Input:
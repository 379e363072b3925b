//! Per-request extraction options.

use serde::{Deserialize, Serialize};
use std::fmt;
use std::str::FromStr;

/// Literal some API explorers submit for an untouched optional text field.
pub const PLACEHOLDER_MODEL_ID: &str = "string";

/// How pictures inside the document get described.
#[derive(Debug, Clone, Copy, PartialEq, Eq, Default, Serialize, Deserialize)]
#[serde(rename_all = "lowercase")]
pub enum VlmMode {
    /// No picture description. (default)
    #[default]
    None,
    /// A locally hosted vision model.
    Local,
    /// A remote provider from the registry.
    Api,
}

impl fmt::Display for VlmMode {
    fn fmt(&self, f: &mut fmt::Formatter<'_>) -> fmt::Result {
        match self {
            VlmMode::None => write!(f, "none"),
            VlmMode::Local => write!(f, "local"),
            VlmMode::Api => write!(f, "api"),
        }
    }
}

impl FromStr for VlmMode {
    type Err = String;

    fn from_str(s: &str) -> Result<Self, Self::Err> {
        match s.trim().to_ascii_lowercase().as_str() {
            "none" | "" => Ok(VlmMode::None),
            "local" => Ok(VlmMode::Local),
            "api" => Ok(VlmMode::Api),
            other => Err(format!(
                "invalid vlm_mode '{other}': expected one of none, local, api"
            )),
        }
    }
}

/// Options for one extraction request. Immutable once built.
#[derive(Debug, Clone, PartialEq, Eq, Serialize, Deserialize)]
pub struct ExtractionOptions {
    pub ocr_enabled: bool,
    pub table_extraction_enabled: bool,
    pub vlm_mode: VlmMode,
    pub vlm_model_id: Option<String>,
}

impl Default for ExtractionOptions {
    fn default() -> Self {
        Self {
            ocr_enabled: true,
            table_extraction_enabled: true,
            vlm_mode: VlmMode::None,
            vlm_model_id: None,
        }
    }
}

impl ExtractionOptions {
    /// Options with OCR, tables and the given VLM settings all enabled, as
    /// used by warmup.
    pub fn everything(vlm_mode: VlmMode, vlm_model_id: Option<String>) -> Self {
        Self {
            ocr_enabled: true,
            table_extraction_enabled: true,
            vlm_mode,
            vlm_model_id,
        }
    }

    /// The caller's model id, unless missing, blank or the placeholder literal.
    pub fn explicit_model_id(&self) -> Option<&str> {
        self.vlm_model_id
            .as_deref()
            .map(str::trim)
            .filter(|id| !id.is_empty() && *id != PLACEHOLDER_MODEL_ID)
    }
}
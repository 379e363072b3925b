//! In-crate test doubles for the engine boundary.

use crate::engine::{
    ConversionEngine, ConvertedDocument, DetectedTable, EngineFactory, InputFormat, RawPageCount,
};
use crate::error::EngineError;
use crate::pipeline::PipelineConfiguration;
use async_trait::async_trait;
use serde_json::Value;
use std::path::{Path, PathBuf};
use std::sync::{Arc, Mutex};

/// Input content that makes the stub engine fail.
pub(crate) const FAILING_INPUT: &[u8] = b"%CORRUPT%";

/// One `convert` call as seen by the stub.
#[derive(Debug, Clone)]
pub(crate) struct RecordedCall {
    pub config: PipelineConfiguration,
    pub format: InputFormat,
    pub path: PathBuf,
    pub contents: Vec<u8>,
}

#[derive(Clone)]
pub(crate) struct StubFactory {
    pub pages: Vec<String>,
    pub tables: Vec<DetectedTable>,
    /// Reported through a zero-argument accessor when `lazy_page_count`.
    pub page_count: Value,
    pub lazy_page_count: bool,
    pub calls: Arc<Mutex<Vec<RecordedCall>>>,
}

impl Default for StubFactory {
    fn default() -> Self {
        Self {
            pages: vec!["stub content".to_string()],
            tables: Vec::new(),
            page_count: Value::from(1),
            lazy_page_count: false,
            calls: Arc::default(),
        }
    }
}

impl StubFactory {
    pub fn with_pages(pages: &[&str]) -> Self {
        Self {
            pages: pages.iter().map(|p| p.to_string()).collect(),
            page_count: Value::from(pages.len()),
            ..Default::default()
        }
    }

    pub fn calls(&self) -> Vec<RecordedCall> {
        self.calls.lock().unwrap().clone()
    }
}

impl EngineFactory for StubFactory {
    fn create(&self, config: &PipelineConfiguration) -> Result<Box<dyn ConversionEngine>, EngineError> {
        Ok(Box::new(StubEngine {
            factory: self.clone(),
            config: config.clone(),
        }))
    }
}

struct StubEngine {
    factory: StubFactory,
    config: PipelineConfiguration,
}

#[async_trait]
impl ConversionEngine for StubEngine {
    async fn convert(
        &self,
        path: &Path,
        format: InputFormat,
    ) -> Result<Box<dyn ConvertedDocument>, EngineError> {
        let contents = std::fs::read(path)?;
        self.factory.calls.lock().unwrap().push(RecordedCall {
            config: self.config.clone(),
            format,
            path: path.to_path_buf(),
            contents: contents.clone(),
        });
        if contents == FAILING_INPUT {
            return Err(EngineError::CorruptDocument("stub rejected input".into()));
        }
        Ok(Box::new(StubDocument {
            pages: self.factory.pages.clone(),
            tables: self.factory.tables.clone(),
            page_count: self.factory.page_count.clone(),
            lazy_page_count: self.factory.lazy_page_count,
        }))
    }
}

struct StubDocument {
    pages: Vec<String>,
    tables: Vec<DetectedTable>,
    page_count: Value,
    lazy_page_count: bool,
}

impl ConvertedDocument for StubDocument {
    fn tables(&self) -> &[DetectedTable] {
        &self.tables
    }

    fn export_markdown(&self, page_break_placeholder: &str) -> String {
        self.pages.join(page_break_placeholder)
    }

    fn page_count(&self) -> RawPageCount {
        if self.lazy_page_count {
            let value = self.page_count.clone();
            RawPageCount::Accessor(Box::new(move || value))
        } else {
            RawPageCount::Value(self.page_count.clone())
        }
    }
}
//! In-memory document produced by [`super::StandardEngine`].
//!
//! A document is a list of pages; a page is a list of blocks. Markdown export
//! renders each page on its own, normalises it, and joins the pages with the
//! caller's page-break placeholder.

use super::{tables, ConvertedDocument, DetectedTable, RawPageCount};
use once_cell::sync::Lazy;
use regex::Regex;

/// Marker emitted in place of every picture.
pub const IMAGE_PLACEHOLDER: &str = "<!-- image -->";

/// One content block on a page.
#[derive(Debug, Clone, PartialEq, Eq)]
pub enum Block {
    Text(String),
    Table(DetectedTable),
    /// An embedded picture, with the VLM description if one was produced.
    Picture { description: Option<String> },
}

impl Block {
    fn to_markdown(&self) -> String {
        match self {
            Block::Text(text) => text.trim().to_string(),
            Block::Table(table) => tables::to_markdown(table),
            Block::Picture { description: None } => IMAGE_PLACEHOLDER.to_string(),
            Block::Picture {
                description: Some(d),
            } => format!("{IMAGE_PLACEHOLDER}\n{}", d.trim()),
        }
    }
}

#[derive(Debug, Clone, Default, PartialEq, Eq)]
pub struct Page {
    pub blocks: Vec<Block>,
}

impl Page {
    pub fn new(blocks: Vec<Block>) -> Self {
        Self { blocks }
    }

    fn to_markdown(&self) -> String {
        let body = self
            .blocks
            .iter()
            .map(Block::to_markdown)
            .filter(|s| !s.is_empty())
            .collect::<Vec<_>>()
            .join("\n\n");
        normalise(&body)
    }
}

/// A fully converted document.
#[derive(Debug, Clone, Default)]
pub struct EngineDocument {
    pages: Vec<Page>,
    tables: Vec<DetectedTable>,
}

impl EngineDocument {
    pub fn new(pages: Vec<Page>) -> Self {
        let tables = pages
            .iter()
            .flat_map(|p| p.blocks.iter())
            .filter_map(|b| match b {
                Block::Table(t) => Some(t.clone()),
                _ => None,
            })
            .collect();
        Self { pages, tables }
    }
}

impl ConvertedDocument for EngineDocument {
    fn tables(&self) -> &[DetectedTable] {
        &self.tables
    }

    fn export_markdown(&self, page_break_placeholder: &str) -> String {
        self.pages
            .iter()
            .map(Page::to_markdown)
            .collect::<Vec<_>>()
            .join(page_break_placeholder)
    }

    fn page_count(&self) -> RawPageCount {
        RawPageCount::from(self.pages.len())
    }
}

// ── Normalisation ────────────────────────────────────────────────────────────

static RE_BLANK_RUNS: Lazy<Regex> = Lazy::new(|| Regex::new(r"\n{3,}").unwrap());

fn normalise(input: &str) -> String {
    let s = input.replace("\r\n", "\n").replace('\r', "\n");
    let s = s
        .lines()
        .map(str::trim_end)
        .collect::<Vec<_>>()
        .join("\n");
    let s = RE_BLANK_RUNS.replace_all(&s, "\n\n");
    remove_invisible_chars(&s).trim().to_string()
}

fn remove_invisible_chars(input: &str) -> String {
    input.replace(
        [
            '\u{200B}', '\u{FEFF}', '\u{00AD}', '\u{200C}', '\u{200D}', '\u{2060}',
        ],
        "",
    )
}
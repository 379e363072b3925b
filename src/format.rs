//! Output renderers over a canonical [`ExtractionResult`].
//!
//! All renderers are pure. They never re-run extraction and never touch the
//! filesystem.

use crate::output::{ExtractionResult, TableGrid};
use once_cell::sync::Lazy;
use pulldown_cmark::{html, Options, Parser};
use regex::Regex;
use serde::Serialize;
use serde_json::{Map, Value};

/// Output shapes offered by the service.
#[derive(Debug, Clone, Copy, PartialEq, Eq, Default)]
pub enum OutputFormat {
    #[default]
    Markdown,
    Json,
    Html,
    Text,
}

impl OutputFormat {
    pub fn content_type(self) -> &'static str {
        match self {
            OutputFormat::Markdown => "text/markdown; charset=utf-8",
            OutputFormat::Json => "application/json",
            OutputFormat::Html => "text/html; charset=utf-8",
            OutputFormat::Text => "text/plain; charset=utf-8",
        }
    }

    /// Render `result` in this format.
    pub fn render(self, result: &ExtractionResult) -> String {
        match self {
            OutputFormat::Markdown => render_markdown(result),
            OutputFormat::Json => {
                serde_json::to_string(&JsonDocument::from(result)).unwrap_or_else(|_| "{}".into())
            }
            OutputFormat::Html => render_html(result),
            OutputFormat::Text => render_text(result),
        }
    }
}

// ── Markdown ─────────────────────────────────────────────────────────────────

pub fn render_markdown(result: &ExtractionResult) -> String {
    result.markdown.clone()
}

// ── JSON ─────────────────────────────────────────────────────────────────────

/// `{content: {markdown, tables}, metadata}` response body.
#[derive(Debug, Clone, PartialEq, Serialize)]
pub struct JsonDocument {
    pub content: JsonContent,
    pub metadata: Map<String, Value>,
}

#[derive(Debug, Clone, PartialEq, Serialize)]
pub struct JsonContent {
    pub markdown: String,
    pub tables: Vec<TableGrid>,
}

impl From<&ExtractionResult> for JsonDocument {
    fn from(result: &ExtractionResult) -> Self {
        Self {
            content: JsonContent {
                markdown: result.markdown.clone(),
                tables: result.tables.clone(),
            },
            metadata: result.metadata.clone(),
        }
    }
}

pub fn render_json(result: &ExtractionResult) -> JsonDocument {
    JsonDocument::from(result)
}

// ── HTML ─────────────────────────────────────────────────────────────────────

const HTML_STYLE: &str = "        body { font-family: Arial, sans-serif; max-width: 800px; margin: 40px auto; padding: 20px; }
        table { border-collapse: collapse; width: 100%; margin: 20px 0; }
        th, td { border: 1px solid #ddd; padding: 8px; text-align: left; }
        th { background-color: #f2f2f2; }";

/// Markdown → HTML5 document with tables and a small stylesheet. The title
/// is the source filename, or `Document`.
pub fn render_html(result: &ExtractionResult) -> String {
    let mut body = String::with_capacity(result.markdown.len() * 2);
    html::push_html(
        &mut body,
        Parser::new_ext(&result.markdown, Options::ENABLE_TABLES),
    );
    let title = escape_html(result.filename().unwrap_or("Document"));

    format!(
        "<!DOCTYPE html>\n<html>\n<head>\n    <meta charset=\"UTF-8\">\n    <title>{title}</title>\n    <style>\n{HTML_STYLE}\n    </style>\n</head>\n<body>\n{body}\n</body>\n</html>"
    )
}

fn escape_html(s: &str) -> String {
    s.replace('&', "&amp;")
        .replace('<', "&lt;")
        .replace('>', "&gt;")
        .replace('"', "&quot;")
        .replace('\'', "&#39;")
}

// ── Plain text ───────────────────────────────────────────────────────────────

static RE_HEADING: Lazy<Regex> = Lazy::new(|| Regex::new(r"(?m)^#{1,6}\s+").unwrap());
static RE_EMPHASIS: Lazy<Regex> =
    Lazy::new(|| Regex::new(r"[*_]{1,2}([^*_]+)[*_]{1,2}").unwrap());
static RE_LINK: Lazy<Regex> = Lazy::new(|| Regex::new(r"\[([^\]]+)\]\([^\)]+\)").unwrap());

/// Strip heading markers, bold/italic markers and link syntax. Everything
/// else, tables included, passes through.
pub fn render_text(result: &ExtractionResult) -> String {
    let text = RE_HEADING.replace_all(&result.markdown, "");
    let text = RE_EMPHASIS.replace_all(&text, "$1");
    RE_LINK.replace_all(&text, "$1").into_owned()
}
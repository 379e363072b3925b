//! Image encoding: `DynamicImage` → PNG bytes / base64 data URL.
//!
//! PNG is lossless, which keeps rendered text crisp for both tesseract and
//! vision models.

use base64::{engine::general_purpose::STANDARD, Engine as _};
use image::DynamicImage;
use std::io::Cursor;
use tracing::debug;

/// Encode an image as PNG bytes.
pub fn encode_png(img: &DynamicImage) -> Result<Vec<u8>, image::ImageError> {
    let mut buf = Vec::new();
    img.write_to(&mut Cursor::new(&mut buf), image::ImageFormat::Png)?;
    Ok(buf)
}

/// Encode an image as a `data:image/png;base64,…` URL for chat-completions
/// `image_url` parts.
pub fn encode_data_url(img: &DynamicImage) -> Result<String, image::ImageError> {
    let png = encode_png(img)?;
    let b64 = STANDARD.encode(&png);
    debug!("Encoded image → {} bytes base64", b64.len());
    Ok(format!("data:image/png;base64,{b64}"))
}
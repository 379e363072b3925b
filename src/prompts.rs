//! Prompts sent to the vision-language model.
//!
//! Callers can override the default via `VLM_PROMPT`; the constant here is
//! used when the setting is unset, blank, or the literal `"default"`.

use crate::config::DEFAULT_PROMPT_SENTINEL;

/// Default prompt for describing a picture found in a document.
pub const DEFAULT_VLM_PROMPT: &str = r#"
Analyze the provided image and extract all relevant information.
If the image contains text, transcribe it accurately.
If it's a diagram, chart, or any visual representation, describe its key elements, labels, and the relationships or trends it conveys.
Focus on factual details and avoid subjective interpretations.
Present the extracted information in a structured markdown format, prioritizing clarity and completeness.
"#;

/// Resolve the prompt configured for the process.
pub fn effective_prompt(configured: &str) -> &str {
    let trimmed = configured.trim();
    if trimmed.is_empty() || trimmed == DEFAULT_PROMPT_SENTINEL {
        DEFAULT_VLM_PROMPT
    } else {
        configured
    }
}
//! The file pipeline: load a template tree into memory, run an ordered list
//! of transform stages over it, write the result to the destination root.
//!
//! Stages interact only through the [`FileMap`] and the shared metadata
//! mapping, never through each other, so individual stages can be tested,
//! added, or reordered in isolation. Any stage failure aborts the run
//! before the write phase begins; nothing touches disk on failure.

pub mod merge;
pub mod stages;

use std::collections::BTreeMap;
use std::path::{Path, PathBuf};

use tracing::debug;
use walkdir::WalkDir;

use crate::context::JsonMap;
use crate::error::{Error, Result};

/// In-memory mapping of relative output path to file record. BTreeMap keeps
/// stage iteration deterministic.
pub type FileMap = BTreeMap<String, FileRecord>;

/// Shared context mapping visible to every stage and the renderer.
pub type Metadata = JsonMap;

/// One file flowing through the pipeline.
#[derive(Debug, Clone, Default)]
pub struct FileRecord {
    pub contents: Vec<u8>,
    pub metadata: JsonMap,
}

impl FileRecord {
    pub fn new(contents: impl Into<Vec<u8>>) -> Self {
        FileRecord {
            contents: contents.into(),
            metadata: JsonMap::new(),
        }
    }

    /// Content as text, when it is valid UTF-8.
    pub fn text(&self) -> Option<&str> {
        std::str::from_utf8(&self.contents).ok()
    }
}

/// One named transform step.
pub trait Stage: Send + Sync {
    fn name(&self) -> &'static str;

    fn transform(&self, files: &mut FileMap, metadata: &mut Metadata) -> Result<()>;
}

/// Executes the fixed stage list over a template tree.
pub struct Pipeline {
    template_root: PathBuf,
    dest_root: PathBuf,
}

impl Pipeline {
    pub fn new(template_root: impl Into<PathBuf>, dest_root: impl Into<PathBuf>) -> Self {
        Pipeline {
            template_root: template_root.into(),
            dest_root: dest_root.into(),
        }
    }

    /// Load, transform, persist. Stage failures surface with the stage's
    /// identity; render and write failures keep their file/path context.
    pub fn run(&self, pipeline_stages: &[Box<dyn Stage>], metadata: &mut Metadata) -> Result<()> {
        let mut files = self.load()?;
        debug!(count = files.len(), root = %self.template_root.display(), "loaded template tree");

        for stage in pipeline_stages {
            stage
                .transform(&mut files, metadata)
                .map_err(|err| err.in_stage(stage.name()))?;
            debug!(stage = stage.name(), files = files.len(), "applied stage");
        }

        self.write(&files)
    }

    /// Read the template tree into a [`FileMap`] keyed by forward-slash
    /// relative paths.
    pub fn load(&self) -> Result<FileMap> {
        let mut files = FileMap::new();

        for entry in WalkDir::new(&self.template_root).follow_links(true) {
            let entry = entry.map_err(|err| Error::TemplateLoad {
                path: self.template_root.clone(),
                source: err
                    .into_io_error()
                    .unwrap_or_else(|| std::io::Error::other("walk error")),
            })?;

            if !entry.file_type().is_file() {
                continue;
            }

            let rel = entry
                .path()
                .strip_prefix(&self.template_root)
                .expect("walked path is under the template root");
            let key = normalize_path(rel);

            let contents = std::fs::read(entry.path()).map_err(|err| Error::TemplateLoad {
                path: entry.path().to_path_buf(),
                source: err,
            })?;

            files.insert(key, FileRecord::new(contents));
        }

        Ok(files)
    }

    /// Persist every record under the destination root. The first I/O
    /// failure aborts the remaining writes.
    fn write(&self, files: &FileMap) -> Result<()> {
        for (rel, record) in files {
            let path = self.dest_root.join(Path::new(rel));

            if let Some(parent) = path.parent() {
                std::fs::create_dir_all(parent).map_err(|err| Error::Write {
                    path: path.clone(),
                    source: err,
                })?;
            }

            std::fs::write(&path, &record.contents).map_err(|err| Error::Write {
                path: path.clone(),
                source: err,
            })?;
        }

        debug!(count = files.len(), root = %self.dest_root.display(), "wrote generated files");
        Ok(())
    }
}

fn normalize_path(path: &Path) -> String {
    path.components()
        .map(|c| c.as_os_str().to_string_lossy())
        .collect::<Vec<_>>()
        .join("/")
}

Task goal: The lines above starting at the one that contains "included, passes through." and ending at the one that contains "pub fn effective_prompt(configured: &str)" must be transcribed exactly, and no other lines may appear.

Answer to the problem:
/// else, tables included, passes through.
pub fn render_text(result: &ExtractionResult) -> String {
    let text = RE_HEADING.replace_all(&result.markdown, "");
    let text = RE_EMPHASIS.replace_all(&text, "$1");
    RE_LINK.replace_all(&text, "$1").into_owned()
}
repository 379e363072b3925b
//! Image encoding: `DynamicImage` → PNG bytes / base64 data URL.
//!
//! PNG is lossless, which keeps rendered text crisp for both tesseract and
//! vision models.

use base64::{engine::general_purpose::STANDARD, Engine as _};
use image::DynamicImage;
use std::io::Cursor;
use tracing::debug;

/// Encode an image as PNG bytes.
pub fn encode_png(img: &DynamicImage) -> Result<Vec<u8>, image::ImageError> {
    let mut buf = Vec::new();
    img.write_to(&mut Cursor::new(&mut buf), image::ImageFormat::Png)?;
    Ok(buf)
}

/// Encode an image as a `data:image/png;base64,…` URL for chat-completions
/// `image_url` parts.
pub fn encode_data_url(img: &DynamicImage) -> Result<String, image::ImageError> {
    let png = encode_png(img)?;
    let b64 = STANDARD.encode(&png);
    debug!("Encoded image → {} bytes base64", b64.len());
    Ok(format!("data:image/png;base64,{b64}"))
}
repository 379e363072b3925b
filename src/prompts.rs
//! Prompts sent to the vision-language model.
//!
//! Callers can override the default via `VLM_PROMPT`; the constant here is
//! used when the setting is unset, blank, or the literal `"default"`.

use crate::config::DEFAULT_PROMPT_SENTINEL;

/// Default prompt for describing a picture found in a document.
pub const DEFAULT_VLM_PROMPT: &str = r#"
Analyze the provided image and extract all relevant information.
If the image contains text, transcribe it accurately.
If it's a diagram, chart, or any visual representation, describe its key elements, labels, and the relationships or trends it conveys.
Focus on factual details and avoid subjective interpretations.
Present the extracted information in a structured markdown format, prioritizing clarity and completeness.
"#;

/// Resolve the prompt configured for the process.
pub fn effective_prompt(configured: &str) -> &str {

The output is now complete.